━━━━━ Exercise input

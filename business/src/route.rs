//! Route state for page navigation.

use roster_states::{State, state_assign_impl};
use serde::{Deserialize, Serialize};
use std::any::Any;

/// Represents the current page of the application.
#[derive(Debug, Clone, Copy, Default, PartialEq, Eq, Serialize, Deserialize)]
pub enum Route {
    /// Paginated user listing.
    #[default]
    Users,
    /// Detail screen of one user, keyed by id.
    UserDetail(u64),
    /// Shown after the user confirmed logging out.
    SignedOut,
}

impl Route {
    pub fn path(&self) -> String {
        match self {
            Self::Users => "/users".to_owned(),
            Self::UserDetail(id) => format!("/details/user/{id}"),
            Self::SignedOut => "/signed-out".to_owned(),
        }
    }
}

impl State for Route {
    fn as_any(&self) -> &dyn Any {
        self
    }

    fn as_any_mut(&mut self) -> &mut dyn Any {
        self
    }

    fn assign_box(&mut self, new_self: Box<dyn Any + Send>) {
        state_assign_impl(self, new_self);
    }
}
use std::any::{Any, type_name};
use std::fmt::Debug;

use log::error;

/// Plain view state owned by [`crate::StateCtx`].
///
/// States are mutated directly on the UI thread through `state_mut` / `update`,
/// or replaced wholesale by an [`crate::Updater`] from a background task.
pub trait State: Any + Debug {
    fn as_any(&self) -> &dyn Any;

    fn as_any_mut(&mut self) -> &mut dyn Any;

    /// Replace `self` with a value sent through an `Updater`.
    fn assign_box(&mut self, new_self: Box<dyn Any + Send>);
}

/// Shared `assign_box` body for states.
pub fn state_assign_impl<T: State>(target: &mut T, new_self: Box<dyn Any + Send>) {
    match new_self.downcast::<T>() {
        Ok(value) => *target = *value,
        Err(_) => error!("Refusing to assign a foreign value to state {}", type_name::<T>()),
    }
}
//! Table header rendering for the users table.

use egui::{Color32, Frame, Margin, Ui};

/// Header column labels.
pub const HEADERS: [&str; super::columns::NUM_COLUMNS] = ["Avatar", "Full Name", "View"];

/// Light gray header background.
const HEADER_BG_COLOR: Color32 = Color32::from_rgb(245, 245, 245);

/// Renders one header cell per column. The caller ends the row.
#[inline]
pub fn render_table_header(ui: &mut Ui) {
    for label in HEADERS {
        render_header_cell(ui, label);
    }
}

#[inline]
fn render_header_cell(ui: &mut Ui, label: &str) {
    Frame::NONE
        .fill(HEADER_BG_COLOR)
        .inner_margin(Margin::symmetric(8, 8))
        .show(ui, |ui| {
            ui.strong(label);
        });
}
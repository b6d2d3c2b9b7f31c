//! Dispatch bookkeeping for commands.
//!
//! Every dispatch of a command gets a [`TaskHandle`]: a [`TaskId`] made of the
//! command's `TypeId` plus a generation counter, and a `CancellationToken`.
//! Dispatching the same command again cancels the previous handle, and
//! [`crate::StateCtx::sync_computes`] drops updates from older generations.
//! A slow response from a superseded request can therefore never overwrite the
//! result of a newer one.

use std::any::TypeId;

use tokio_util::sync::CancellationToken;

/// Unique identifier for a dispatched task.
///
/// Higher generations of the same `type_id` were dispatched later.
#[derive(Debug, Clone, Copy, PartialEq, Eq, Hash)]
pub struct TaskId {
    type_id: TypeId,
    generation: u64,
}

impl TaskId {
    pub fn new(type_id: TypeId, generation: u64) -> Self {
        Self { type_id, generation }
    }

    pub fn type_id(&self) -> TypeId {
        self.type_id
    }

    pub fn generation(&self) -> u64 {
        self.generation
    }

    /// Whether `self` was superseded by `latest` (same command, newer generation).
    pub fn is_stale_against(&self, latest: &Self) -> bool {
        self.type_id == latest.type_id && self.generation < latest.generation
    }
}

/// Handle to a dispatched task with cooperative cancellation.
///
/// Cancellation does not abort in-flight IO. It makes the task's `Updater`
/// stop publishing, and long-running work may poll `is_cancelled()` to bail
/// out early.
#[derive(Debug, Clone)]
pub struct TaskHandle {
    id: TaskId,
    cancel_token: CancellationToken,
}

impl TaskHandle {
    pub fn new(id: TaskId, cancel_token: CancellationToken) -> Self {
        Self { id, cancel_token }
    }

    pub fn id(&self) -> TaskId {
        self.id
    }

    pub fn cancellation_token(&self) -> CancellationToken {
        self.cancel_token.clone()
    }

    pub fn cancel(&self) {
        self.cancel_token.cancel();
    }

    pub fn is_cancelled(&self) -> bool {
        self.cancel_token.is_cancelled()
    }
}
//! Previous / numbered pages / next control.

use egui::Ui;
use roster_business::{PageItem, Pagination};

pub const PREVIOUS_PAGE: &str = "◀";
pub const NEXT_PAGE: &str = "▶";

/// Renders the control for `pagination`.
///
/// Returns the page the user asked for, if any. Nothing is drawn when there
/// are no pages.
pub fn pagination_control(ui: &mut Ui, pagination: &Pagination) -> Option<usize> {
    if pagination.total_pages() == 0 {
        return None;
    }

    let current = pagination.page();
    let mut requested = None;

    ui.horizontal(|ui| {
        if ui
            .add_enabled(pagination.has_previous(), egui::Button::new(PREVIOUS_PAGE))
            .on_hover_text("Go to previous page")
            .clicked()
        {
            requested = Some(current - 1);
        }

        for item in pagination.page_items() {
            match item {
                PageItem::Page(page) => {
                    if ui
                        .selectable_label(page == current, page.to_string())
                        .clicked()
                        && page != current
                    {
                        requested = Some(page);
                    }
                }
                PageItem::Ellipsis => {
                    ui.label("…");
                }
            }
        }

        if ui
            .add_enabled(pagination.has_next(), egui::Button::new(NEXT_PAGE))
            .on_hover_text("Go to next page")
            .clicked()
        {
            requested = Some(current + 1);
        }

        ui.add_space(8.0);
        ui.weak(range_summary(pagination));
    });

    requested
}

/// "4-6 of 7": 1-indexed bounds of the rows on the current page.
fn range_summary(pagination: &Pagination) -> String {
    let range = pagination.range();
    format!("{}-{} of {}", range.start + 1, range.end, pagination.total())
}
//! Boundary to the external users service.

use std::any::Any;
use std::fmt::Debug;
use std::sync::Arc;

use log::{error, info};
use roster_states::{State, state_assign_impl};

use crate::{BusinessConfig, FetchError, User, UserListing, UsersPageResponse};

/// Receives the outcome of one fetch cycle, possibly on another thread.
pub type FetchUsersCallback = Box<dyn FnOnce(Result<UserListing, FetchError>) + Send + 'static>;

pub trait UserService: Send + Sync + Debug {
    /// Fetch the whole user collection and report it through `on_done` exactly once.
    fn fetch_all_users(&self, on_done: FetchUsersCallback);
}

/// Upper bound on followed pages, in case the server keeps reporting more.
const MAX_PAGES: u32 = 1000;

/// Talks to a reqres-style `GET {api_url}/users?page=N` endpoint.
///
/// Pages are fetched one after another and concatenated; the page size of
/// the first page is reported as the listing's `per_page`.
#[derive(Debug, Clone)]
pub struct HttpUserService {
    api_url: String,
    api_key: Option<String>,
}

impl HttpUserService {
    pub fn new(api_url: impl Into<String>) -> Self {
        Self {
            api_url: api_url.into(),
            api_key: None,
        }
    }

    pub fn from_config(config: &BusinessConfig) -> Self {
        Self {
            api_url: config.api_url().to_string(),
            api_key: config.api_key().map(str::to_owned),
        }
    }

    fn fetch_page(
        self,
        page: u32,
        mut users: Vec<User>,
        per_page: Option<usize>,
        on_done: FetchUsersCallback,
    ) {
        let url = format!("{}/users?page={page}", self.api_url);
        let mut request = ehttp::Request::get(&url);
        if let Some(api_key) = &self.api_key {
            request.headers.insert("x-api-key", api_key);
        }

        ehttp::fetch(request, move |result| {
            let response = match decode_page(result) {
                Ok(response) => response,
                Err(err) => {
                    error!("Fetching {url} failed: {err}");
                    on_done(Err(err));
                    return;
                }
            };

            let per_page = per_page.unwrap_or(response.per_page);
            let has_more = page < response.total_pages
                && !response.data.is_empty()
                && page < MAX_PAGES;
            users.extend(response.data);

            if has_more {
                self.fetch_page(page + 1, users, Some(per_page), on_done);
            } else {
                info!("Fetched {} users over {page} page(s)", users.len());
                on_done(Ok(UserListing { users, per_page }));
            }
        });
    }
}

impl UserService for HttpUserService {
    fn fetch_all_users(&self, on_done: FetchUsersCallback) {
        self.clone().fetch_page(1, Vec::new(), None, on_done);
    }
}

fn decode_page(result: ehttp::Result<ehttp::Response>) -> Result<UsersPageResponse, FetchError> {
    let response = result.map_err(FetchError::Network)?;
    if !(200..300).contains(&response.status) {
        return Err(FetchError::Status(response.status));
    }
    Ok(serde_json::from_slice(&response.bytes)?)
}

/// The registered users service, shared with in-flight commands.
#[derive(Debug, Clone)]
pub struct UserServiceState {
    pub inner: Arc<dyn UserService>,
}

impl UserServiceState {
    pub fn new(service: Arc<dyn UserService>) -> Self {
        Self { inner: service }
    }
}

impl State for UserServiceState {
    fn as_any(&self) -> &dyn Any {
        self
    }

    fn as_any_mut(&mut self) -> &mut dyn Any {
        self
    }

    fn assign_box(&mut self, new_self: Box<dyn Any + Send>) {
        state_assign_impl(self, new_self);
    }
}

#[cfg(any(test, feature = "test-utils"))]
pub use mock::{MockReply, MockUserService, sample_users};

#[cfg(any(test, feature = "test-utils"))]
mod mock {
    use std::collections::VecDeque;
    use std::fmt::{Debug, Formatter};
    use std::sync::atomic::{AtomicUsize, Ordering};
    use std::sync::{Mutex, MutexGuard, PoisonError};

    use super::{FetchUsersCallback, UserService};
    use crate::{FetchError, User, UserListing};

    /// What the mock does with the next fetch.
    #[derive(Debug, Clone)]
    pub enum MockReply {
        /// Answer synchronously with this listing.
        Users(UserListing),
        /// Answer synchronously with a network error.
        Fail(String),
        /// Keep the callback until the test completes it.
        Hold,
    }

    /// In-process [`UserService`]. Replies are consumed in order; once they
    /// run out, fetches are held.
    #[derive(Default)]
    pub struct MockUserService {
        replies: Mutex<VecDeque<MockReply>>,
        held: Mutex<Vec<FetchUsersCallback>>,
        calls: AtomicUsize,
    }

    impl Debug for MockUserService {
        fn fmt(&self, f: &mut Formatter<'_>) -> std::fmt::Result {
            f.debug_struct("MockUserService")
                .field("calls", &self.calls())
                .field("held", &self.held())
                .finish_non_exhaustive()
        }
    }

    fn lock<T>(mutex: &Mutex<T>) -> MutexGuard<'_, T> {
        mutex.lock().unwrap_or_else(PoisonError::into_inner)
    }

    impl MockUserService {
        pub fn new(replies: impl IntoIterator<Item = MockReply>) -> Self {
            Self {
                replies: Mutex::new(replies.into_iter().collect()),
                ..Self::default()
            }
        }

        /// Number of fetches issued so far.
        pub fn calls(&self) -> usize {
            self.calls.load(Ordering::SeqCst)
        }

        /// Number of fetches waiting for `complete_held`.
        pub fn held(&self) -> usize {
            lock(&self.held).len()
        }

        /// Resolve the `index`-th held fetch (in issue order). Returns `false`
        /// if there is no such fetch.
        pub fn complete_held(&self, index: usize, result: Result<UserListing, FetchError>) -> bool {
            let callback = {
                let mut held = lock(&self.held);
                if index >= held.len() {
                    return false;
                }
                held.remove(index)
            };
            callback(result);
            true
        }
    }

    impl UserService for MockUserService {
        fn fetch_all_users(&self, on_done: FetchUsersCallback) {
            self.calls.fetch_add(1, Ordering::SeqCst);
            let reply = lock(&self.replies).pop_front().unwrap_or(MockReply::Hold);
            match reply {
                MockReply::Users(listing) => on_done(Ok(listing)),
                MockReply::Fail(message) => on_done(Err(FetchError::Network(message))),
                MockReply::Hold => lock(&self.held).push(on_done),
            }
        }
    }

    /// `count` users named `User{i} Sample`, ids starting at 1.
    pub fn sample_users(count: u64) -> Vec<User> {
        (1..=count)
            .map(|id| User {
                id,
                first_name: format!("User{id}"),
                last_name: "Sample".to_owned(),
                avatar: String::new(),
                email: Some(format!("user{id}@example.com")),
            })
            .collect()
    }
}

━━━━━━━━━━

> Problem description: Search the entries above for the string "does". Copy each line in which it appears.

> Response to the task:
/// Cancellation does not abort in-flight IO. It makes the task's `Updater`
    /// What the mock does with the next fetch.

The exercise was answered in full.